Um escravo que tem os olhos furados como castigo por ter visto a senhora de engenho se banhando no açude. Eis o mote da canção "Sinhá", de Chico Buarque e João Bosco. Assim se davam as penas no Brasil Colônia: chicotadas, tronco, peles esfoladas. O quadro é o do trabalho escravo clássico, longínquo, observado apenas em filmes e novelas. 


Em tempos de smartphones, assim como não mais se viaja em carruagens, também não se escraviza e castiga nos moldes de outrora, em que pese a crueldade ser a mesma. 


Falar em trabalho escravo contemporâneo significa tratar de uma das espécies contidas no art. 149 do Código Penal: restrição de liberdade, servidão por dívida, jornada exaustiva e condições degradantes. Esfola-se não a pele, mas a dignidade do trabalhador.


A avançada legislação brasileira, em conjunto com as políticas públicas desenvolvidas nos últimos vinte anos, situaram o país como modelo e referência mundial na matéria. 


Neste 28 de janeiro de 2016, Dia Nacional de Combate ao Trabalho Escravo, temos ainda a comemorar: a condenação dos assassinos da Chacina de Unaí e a recente aprovação de emenda constitucional que determina que se expropriem, sem direito a indenização, os imóveis urbanos e rurais em que trabalhadores forem submetidos a esse tipo de exploração.

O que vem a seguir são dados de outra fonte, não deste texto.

//! Per-terminal session state.
//!
//! A [`Session`] is what a host UI holds on to: it owns the working
//! directory, the scrollback, the command history and the input buffer that
//! history recall writes into. Nothing in here is shared between sessions.

use std::sync::Arc;

use serde::{Deserialize, Serialize};
use thiserror::Error;

use crate::paths;
use crate::shell::Shell;

/// What a scrollback record represents.
#[derive(Debug, Clone, Copy, PartialEq, Eq, Hash, Serialize, Deserialize)]
#[serde(rename_all = "lowercase")]
pub enum LineKind {
    /// The echoed prompt and input line.
    Command,
    Output,
    Error,
}

/// One rendered line of the terminal.
#[derive(Debug, Clone, PartialEq, Eq, Serialize, Deserialize)]
pub struct ScrollbackLine {
    pub kind: LineKind,
    pub text: String,
}

impl ScrollbackLine {
    pub fn command(text: impl Into<String>) -> Self {
        Self {
            kind: LineKind::Command,
            text: text.into(),
        }
    }

    pub fn output(text: impl Into<String>) -> Self {
        Self {
            kind: LineKind::Output,
            text: text.into(),
        }
    }

    pub fn error(text: impl Into<String>) -> Self {
        Self {
            kind: LineKind::Error,
            text: text.into(),
        }
    }

    /// The empty output line that follows every result block.
    pub fn blank() -> Self {
        Self::output("")
    }
}

/// Errors creating a session.
#[derive(Debug, Error)]
pub enum SessionError {
    #[error("start directory {path} does not exist or is not a directory")]
    InvalidStart { path: String },
}

/// What one submission appended.
#[derive(Debug, PartialEq, Eq)]
pub struct Submission<'a> {
    /// Records added by this submission (the echoed command first), or
    /// nothing when the command cleared the screen.
    pub lines: &'a [ScrollbackLine],
    /// The scrollback was wiped.
    pub cleared: bool,
}

/// A terminal session.
#[derive(Debug)]
pub struct Session {
    shell: Arc<Shell>,
    cwd: String,
    scrollback: Vec<ScrollbackLine>,
    history: Vec<String>,
    history_cursor: Option<usize>,
    input: String,
}

impl Session {
    /// Start a session at `start`, or `/` when not given.
    ///
    /// A relative start path is taken relative to `/`. It must name a
    /// directory.
    pub fn new(shell: Arc<Shell>, start: Option<&str>) -> Result<Self, SessionError> {
        let cwd = paths::normalize(paths::ROOT, start);
        if shell.vfs().resolve_dir(&cwd).is_none() {
            return Err(SessionError::InvalidStart { path: cwd });
        }
        tracing::info!(cwd = %cwd, "session opened");
        Ok(Self {
            shell,
            cwd,
            scrollback: Vec::new(),
            history: Vec::new(),
            history_cursor: None,
            input: String::new(),
        })
    }

    /// Current working directory.
    pub fn cwd(&self) -> &str {
        &self.cwd
    }

    /// Prompt shown before input, e.g. `/about$ `.
    pub fn prompt(&self) -> String {
        format!("{}$ ", self.cwd)
    }

    pub fn scrollback(&self) -> &[ScrollbackLine] {
        &self.scrollback
    }

    /// Submitted lines, oldest first.
    pub fn history(&self) -> &[String] {
        &self.history
    }

    /// Position of the recall cursor, if recall is active.
    pub fn history_cursor(&self) -> Option<usize> {
        self.history_cursor
    }

    /// Current input buffer.
    pub fn input(&self) -> &str {
        &self.input
    }

    /// Replace the input buffer (the host calls this as the user types).
    pub fn set_input(&mut self, input: impl Into<String>) {
        self.input = input.into();
    }

    /// Submit a line of input.
    ///
    /// Blank lines are ignored and return `None`. Otherwise the prompt and
    /// line are echoed, the line is added to history, the command runs and
    /// its output is appended (or the scrollback wiped, for `clear`). The
    /// recall cursor and input buffer are reset either way.
    pub fn submit(&mut self, line: &str) -> Option<Submission<'_>> {
        if line.trim().is_empty() {
            return None;
        }

        self.history_cursor = None;
        self.input.clear();

        let start = self.scrollback.len();
        let echo = format!("{}{}", self.prompt(), line);
        self.scrollback.push(ScrollbackLine::command(echo));
        self.history.push(line.to_string());

        let exec = self.shell.execute(&self.cwd, line);
        self.cwd = exec.cwd;

        if exec.cleared {
            self.scrollback.clear();
            return Some(Submission {
                lines: &[],
                cleared: true,
            });
        }

        self.scrollback.extend(exec.lines);
        Some(Submission {
            lines: &self.scrollback[start..],
            cleared: false,
        })
    }

    /// Submit whatever is in the input buffer.
    pub fn submit_input(&mut self) -> Option<Submission<'_>> {
        let line = std::mem::take(&mut self.input);
        self.submit(&line)
    }

    /// Step back through history, loading the entry into the input buffer.
    ///
    /// The first call jumps to the most recent entry; later calls move one
    /// step older and stop at the oldest. Returns the buffer, or `None` when
    /// there's no history.
    pub fn recall_previous(&mut self) -> Option<&str> {
        let last = self.history.len().checked_sub(1)?;
        let cursor = match self.history_cursor {
            None => last,
            Some(pos) => pos.saturating_sub(1),
        };
        self.history_cursor = Some(cursor);
        self.input = self.history[cursor].clone();
        Some(&self.input)
    }

    /// Step forward through history.
    ///
    /// Moving past the newest entry clears the input buffer and ends recall.
    /// Does nothing when recall isn't active.
    pub fn recall_next(&mut self) -> &str {
        if let Some(pos) = self.history_cursor {
            let next = pos + 1;
            if next >= self.history.len() {
                self.history_cursor = None;
                self.input.clear();
            } else {
                self.history_cursor = Some(next);
                self.input = self.history[next].clone();
            }
        }
        &self.input
    }
}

À espreita, propostas de modificações legais inaceitáveis. O projeto de lei do senado 432/2013 busca esvaziar o conceito de trabalho escravo já consolidado, retirando de seu núcleo a jornada exaustiva e as condições degradantes e reduzindo-o àquelas situações mais afetas à escravidão do século 19. Põe-se um véu sobre a realidade e impõe-se a erradicação do trabalho escravo pela via legislativa.

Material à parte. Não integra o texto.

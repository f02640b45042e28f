//! Virtual Filesystem (VFS) for folio.
//!
//! The VFS is a single rooted tree owned by [`Vfs`]:
//!
//! ```text
//! /
//! ├── about/
//! │   ├── bio.txt
//! │   └── contact.txt
//! ├── projects/
//! └── resume.txt
//! ```
//!
//! # Design
//!
//! Nodes are a tagged enum, so "is this a directory?" is answered by a match
//! instead of probing for a `children` field. The tree is built once from a
//! [`TreeSpec`] and exposes read access only; sessions share it behind an
//! `Arc` without any locking.

mod node;
mod tree;

pub use node::Node;
pub use tree::{TreeSpec, PORTFOLIO_JSON};

use thiserror::Error;

/// Errors from building or walking the VFS.
#[derive(Debug, Error)]
pub enum VfsError {
    /// A path segment is missing, or a non-terminal segment names a file.
    #[error("not found: {path}")]
    NotFound { path: String },

    /// The declarative description contained an unusable entry name.
    #[error("invalid entry name {name:?} under {parent}")]
    InvalidName { parent: String, name: String },

    /// The tree description did not parse.
    #[error("invalid tree description: {0}")]
    Parse(#[from] serde_json::Error),

    /// The tree description has a file at the root.
    #[error("tree root must be a directory")]
    RootNotDirectory,
}

/// The read-only filesystem a shell operates on.
#[derive(Debug, Clone, PartialEq, Eq)]
pub struct Vfs {
    root: Node,
}

impl Vfs {
    /// Build a VFS from a declarative description.
    pub fn from_spec(spec: TreeSpec) -> Result<Self, VfsError> {
        let root = tree::build(spec, "/")?;
        if !root.is_dir() {
            return Err(VfsError::RootNotDirectory);
        }
        Ok(Self { root })
    }

    /// Build a VFS from a JSON tree description.
    ///
    /// Strings (or arrays of lines) are files, objects are directories.
    pub fn from_json(json: &str) -> Result<Self, VfsError> {
        let spec: TreeSpec = serde_json::from_str(json)?;
        Self::from_spec(spec)
    }

    /// The compiled-in portfolio tree.
    pub fn portfolio() -> Result<Self, VfsError> {
        Self::from_json(PORTFOLIO_JSON)
    }

    /// The root directory node.
    pub fn root(&self) -> &Node {
        &self.root
    }

    /// Look up an absolute path.
    ///
    /// Walks segment by segment from the root. Empty segments are skipped,
    /// so `/`, `//` and `/about/` are all accepted.
    pub fn resolve(&self, path: &str) -> Result<&Node, VfsError> {
        let mut node = &self.root;
        for segment in path.split('/').filter(|s| !s.is_empty()) {
            node = node.child(segment).ok_or_else(|| VfsError::NotFound {
                path: path.to_string(),
            })?;
        }
        tracing::trace!(path, dir = node.is_dir(), "vfs resolve");
        Ok(node)
    }

    /// Look up an absolute path that must name a directory.
    pub fn resolve_dir(&self, path: &str) -> Option<&Node> {
        self.resolve(path).ok().filter(|n| n.is_dir())
    }

    /// Absolute paths of every directory in the tree, root first.
    pub fn directories(&self) -> Vec<String> {
        let mut out = Vec::new();
        collect_dirs(&self.root, "/".to_string(), &mut out);
        out
    }
}

fn collect_dirs(node: &Node, path: String, out: &mut Vec<String>) {
    let Some(children) = node.children() else {
        return;
    };
    out.push(path.clone());
    for (name, child) in children {
        let child_path = if path == "/" {
            format!("/{name}")
        } else {
            format!("{path}/{name}")
        };
        collect_dirs(child, child_path, out);
    }
}
//! REPL configuration.
//!
//! Settings come from an optional TOML file, then CLI flags on top:
//!
//! | Purpose  | Default location                              |
//! |----------|-----------------------------------------------|
//! | Config   | `$XDG_CONFIG_HOME/folio/config.toml`          |
//!
//! ```toml
//! start_dir = "/about"
//! filesystem = "/path/to/tree.json"
//! color = false
//! ```
//!
//! Command history lives in the session and is never written to disk.

use std::path::{Path, PathBuf};

use anyhow::{Context, Result};
use clap::Parser;
use directories::BaseDirs;
use serde::Deserialize;

/// Command-line arguments.
#[derive(Debug, Clone, Default, Parser)]
#[command(name = "folio", version, about = "A portfolio in a terminal")]
pub struct Cli {
    /// Directory to start in.
    #[arg(long, value_name = "PATH")]
    pub start: Option<String>,

    /// JSON tree to use instead of the built-in portfolio.
    #[arg(long = "fs", value_name = "FILE")]
    pub filesystem: Option<PathBuf>,

    /// Config file to read instead of the default location.
    #[arg(long, value_name = "FILE")]
    pub config: Option<PathBuf>,

    /// Disable colored output.
    #[arg(long)]
    pub no_color: bool,

    /// Print every scrollback record as a JSON line.
    #[arg(long)]
    pub json: bool,
}

/// Contents of the config file.
#[derive(Debug, Clone, PartialEq, Eq, Deserialize)]
#[serde(default, deny_unknown_fields)]
pub struct Config {
    pub start_dir: Option<String>,
    pub filesystem: Option<PathBuf>,
    pub color: bool,
}

impl Default for Config {
    fn default() -> Self {
        Self {
            start_dir: None,
            filesystem: None,
            color: true,
        }
    }
}

impl Config {
    /// Parse a config from TOML text.
    pub fn parse(text: &str) -> Result<Self> {
        toml::from_str(text).context("invalid config")
    }

    /// Load a config file. A missing file yields the defaults.
    pub fn load(path: &Path) -> Result<Self> {
        let loaded = match std::fs::read_to_string(path) {
            Ok(text) => Self::parse(&text).with_context(|| format!("reading {}", path.display())),
            Err(e) if e.kind() == std::io::ErrorKind::NotFound => {
                tracing::debug!(path = %path.display(), "no config file, using defaults");
                return Ok(Self::default());
            }
            Err(e) => Err(e).with_context(|| format!("reading {}", path.display())),
        };
        loaded.inspect_err(|e| tracing::warn!(path = %path.display(), "failed to load config: {e:#}"))
    }
}

/// Effective settings after merging config and flags.
#[derive(Debug, Clone, Default, PartialEq, Eq)]
pub struct Settings {
    pub start_dir: Option<String>,
    pub filesystem: Option<PathBuf>,
    pub color: bool,
    pub json: bool,
}

impl Settings {
    /// Load the config file named by the CLI (or the default one) and merge.
    pub fn load(cli: &Cli) -> Result<Self> {
        let config = match cli.config.clone().or_else(default_config_path) {
            Some(path) => Config::load(&path)?,
            None => Config::default(),
        };
        Ok(Self::merge(cli, config))
    }

    /// CLI flags win over config values.
    pub fn merge(cli: &Cli, config: Config) -> Self {
        Self {
            start_dir: cli.start.clone().or(config.start_dir),
            filesystem: cli.filesystem.clone().or(config.filesystem),
            color: config.color && !cli.no_color && !cli.json,
            json: cli.json,
        }
    }
}

/// `$XDG_CONFIG_HOME/folio/config.toml`
pub fn default_config_path() -> Option<PathBuf> {
    BaseDirs::new().map(|d| d.config_dir().join("folio").join("config.toml"))
}

#[cfg(test)]
mod tests {
    use std::sync::{Arc, Mutex};

    use super::*;

    #[test]
    fn empty_config_is_default() {
        assert_eq!(Config::parse("").unwrap(), Config::default());
    }

    #[test]
    fn parse_all_fields() {
        let config = Config::parse(
            r#"
            start_dir = "/about"
            filesystem = "tree.json"
            color = false
            "#,
        )
        .unwrap();
        assert_eq!(config.start_dir.as_deref(), Some("/about"));
        assert_eq!(config.filesystem, Some(PathBuf::from("tree.json")));
        assert!(!config.color);
    }

    #[test]
    fn unknown_keys_are_rejected() {
        assert!(Config::parse("colour = true").is_err());
    }

    #[test]
    fn history_keys_are_gone() {
        assert!(Config::parse("history = true").is_err());
        assert!(Config::parse("history_file = \"h.txt\"").is_err());
    }

    #[derive(Clone, Default)]
    struct Capture(Arc<Mutex<Vec<u8>>>);

    impl std::io::Write for Capture {
        fn write(&mut self, buf: &[u8]) -> std::io::Result<usize> {
            self.0.lock().unwrap().extend_from_slice(buf);
            Ok(buf.len())
        }

        fn flush(&mut self) -> std::io::Result<()> {
            Ok(())
        }
    }

    #[test]
    fn failed_load_logs_a_warning() {
        let dir = tempfile::tempdir().unwrap();
        let path = dir.path().join("config.toml");
        std::fs::write(&path, "start_dir = ").unwrap();

        let capture = Capture::default();
        let writer = capture.clone();
        let subscriber = tracing_subscriber::fmt()
            .with_writer(move || writer.clone())
            .with_ansi(false)
            .finish();
        let result = tracing::subscriber::with_default(subscriber, || Config::load(&path));

        assert!(result.is_err());
        let logged = String::from_utf8(capture.0.lock().unwrap().clone()).unwrap();
        assert!(logged.contains("WARN"), "got: {logged}");
        assert!(logged.contains("failed to load config"), "got: {logged}");
    }

    #[test]
    fn missing_file_does_not_warn() {
        let dir = tempfile::tempdir().unwrap();
        let capture = Capture::default();
        let writer = capture.clone();
        let subscriber = tracing_subscriber::fmt()
            .with_writer(move || writer.clone())
            .with_ansi(false)
            .finish();
        let config = tracing::subscriber::with_default(subscriber, || {
            Config::load(&dir.path().join("absent.toml"))
        })
        .unwrap();

        assert_eq!(config, Config::default());
        assert!(!String::from_utf8_lossy(&capture.0.lock().unwrap()).contains("WARN"));
    }

    #[test]
    fn cli_overrides_config() {
        let cli = Cli {
            start: Some("/blog".into()),
            no_color: true,
            ..Cli::default()
        };
        let config = Config {
            start_dir: Some("/about".into()),
            ..Config::default()
        };
        let settings = Settings::merge(&cli, config);
        assert_eq!(settings.start_dir.as_deref(), Some("/blog"));
        assert!(!settings.color);
    }

    #[test]
    fn json_mode_disables_color() {
        let cli = Cli {
            json: true,
            ..Cli::default()
        };
        let settings = Settings::merge(&cli, Config::default());
        assert!(settings.json);
        assert!(!settings.color);
    }

    #[test]
    fn cli_parses_flags() {
        let cli = Cli::parse_from(["folio", "--start", "/about", "--fs", "t.json", "--json"]);
        assert_eq!(cli.start.as_deref(), Some("/about"));
        assert_eq!(cli.filesystem, Some(PathBuf::from("t.json")));
        assert!(cli.json);
    }
}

Da mesma forma que em 2014, quando o Supremo Tribunal Federal (STF), durante o recesso forense, suspendeu a publicação da Lista Suja – outro importante instrumento para o combate a esse flagelo –, a proposta foi incluída na pauta do Senado, em caráter de urgência, no apagar das luzes de 2015. Após intensa movimentação das entidades que atuam na área, a votação foi transferida para 2016. 

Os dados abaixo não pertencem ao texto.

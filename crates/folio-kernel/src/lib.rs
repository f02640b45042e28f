//! folio-kernel: the core of the folio portfolio terminal.
//!
//! This crate provides:
//!
//! - **VFS**: an immutable tree of directories and files, built once from a
//!   declarative description
//! - **Paths**: the string-level resolver that turns `cwd` + argument into an
//!   absolute path
//! - **Commands**: the builtin command set and the registry that dispatches
//!   a verb to its handler
//! - **Shell / Session**: the shared, read-only shell and the per-terminal
//!   session state (cwd, scrollback, history, recall cursor)
//!
//! Everything here is synchronous. A host UI owns rendering and input; it
//! talks to a [`Session`] and nothing else.

pub mod clock;
pub mod commands;
pub mod error;
pub mod paths;
pub mod session;
pub mod shell;
pub mod vfs;

pub use clock::{Clock, FixedClock, SystemClock};
pub use error::{ErrorKind, ShellError};
pub use session::{LineKind, ScrollbackLine, Session, SessionError, Submission};
pub use shell::{Execution, Shell};
pub use vfs::{Node, Vfs, VfsError};
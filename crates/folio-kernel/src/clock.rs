//! Wall-clock access for `date`.

use chrono::{Local, NaiveDateTime};

/// Format used when printing the current date/time.
pub const DATE_FORMAT: &str = "%a %b %e %H:%M:%S %Y";

/// Source of the current local time.
pub trait Clock: Send + Sync {
    /// Current local wall-clock time.
    fn now(&self) -> NaiveDateTime;

    /// Current time as a human-readable string.
    fn display_now(&self) -> String {
        self.now().format(DATE_FORMAT).to_string()
    }
}

/// The system clock in the local timezone.
#[derive(Debug, Default, Clone, Copy)]
pub struct SystemClock;

impl Clock for SystemClock {
    fn now(&self) -> NaiveDateTime {
        Local::now().naive_local()
    }
}

/// A clock frozen at one instant. Used by tests and demos.
#[derive(Debug, Clone, Copy)]
pub struct FixedClock(pub NaiveDateTime);

impl Clock for FixedClock {
    fn now(&self) -> NaiveDateTime {
        self.0
    }
}
//! Command errors.
//!
//! Every failure a command can produce is a [`ShellError`]. Its `Display` is
//! the exact line shown to the user; [`ShellError::kind`] groups errors into
//! the four categories hosts may want to style differently.

use thiserror::Error;

/// Broad category of a command failure.
#[derive(Debug, Clone, Copy, PartialEq, Eq, Hash)]
pub enum ErrorKind {
    /// The verb isn't registered.
    UnknownCommand,
    /// A required argument was not supplied.
    MissingOperand,
    /// A referenced path, file or application does not exist.
    NotFound,
    /// Found a file where a directory was required, or vice versa.
    WrongType,
}

/// A recoverable, session-local command failure.
#[derive(Debug, Clone, PartialEq, Eq, Error)]
pub enum ShellError {
    #[error("{verb}: command not found")]
    UnknownCommand { verb: String },

    #[error("{command}: missing {operand} operand")]
    MissingOperand {
        command: &'static str,
        operand: &'static str,
    },

    #[error("{command}: {target}: No such file or directory")]
    NoSuchFile {
        command: &'static str,
        target: String,
    },

    /// `cd` into a file. Reported with the same wording as a missing path.
    #[error("{command}: {target}: No such file or directory")]
    NotADirectory {
        command: &'static str,
        target: String,
    },

    #[error("{command}: {target}: Is a directory")]
    IsADirectory {
        command: &'static str,
        target: String,
    },

    /// The working directory could not be listed.
    #[error("{command}: cannot access directory")]
    CannotAccessDirectory { command: &'static str, kind: ErrorKind },

    #[error("open: {app}: Application not found")]
    AppNotFound { app: String },
}

impl ShellError {
    /// Which category this error belongs to.
    pub fn kind(&self) -> ErrorKind {
        match self {
            ShellError::UnknownCommand { .. } => ErrorKind::UnknownCommand,
            ShellError::MissingOperand { .. } => ErrorKind::MissingOperand,
            ShellError::NoSuchFile { .. } | ShellError::AppNotFound { .. } => ErrorKind::NotFound,
            ShellError::NotADirectory { .. } | ShellError::IsADirectory { .. } => {
                ErrorKind::WrongType
            }
            ShellError::CannotAccessDirectory { kind, .. } => *kind,
        }
    }
}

O debate público sobre a questão é imprescindível neste momento.


Utilizando outra vez o linguajar do trabalho escravo clássico, avistamos novos e antigos capitães do mato em ronda. A analogia com a figura que capturava os escravos fugidos no Brasil colonial é bem adequada, ou o que dizer daqueles que têm interesse numa alteração legislativa que protege quem prejudica seus concorrentes de forma desleal e ilícita, a ordem econômica e a produção brasileira, para além de violar direitos humanos? 


Como o castigo impingido ao escravo na música mencionada acima, o que se fará caso tais mudanças sejam aprovadas é algo parecido: amputar o olhar da sociedade brasileira para o problema, impedindo que veja, e chame pelo verdadeiro nome, o que de fato continuará ocorrendo: trabalho escravo.


* Christiane Vieira Nogueira e Rafael Garcia Rodrigues são procuradores do Trabalho e membros da Coordenação Nacional para Erradicação do Trabalho Escravo no Ministério Público do Trabalho.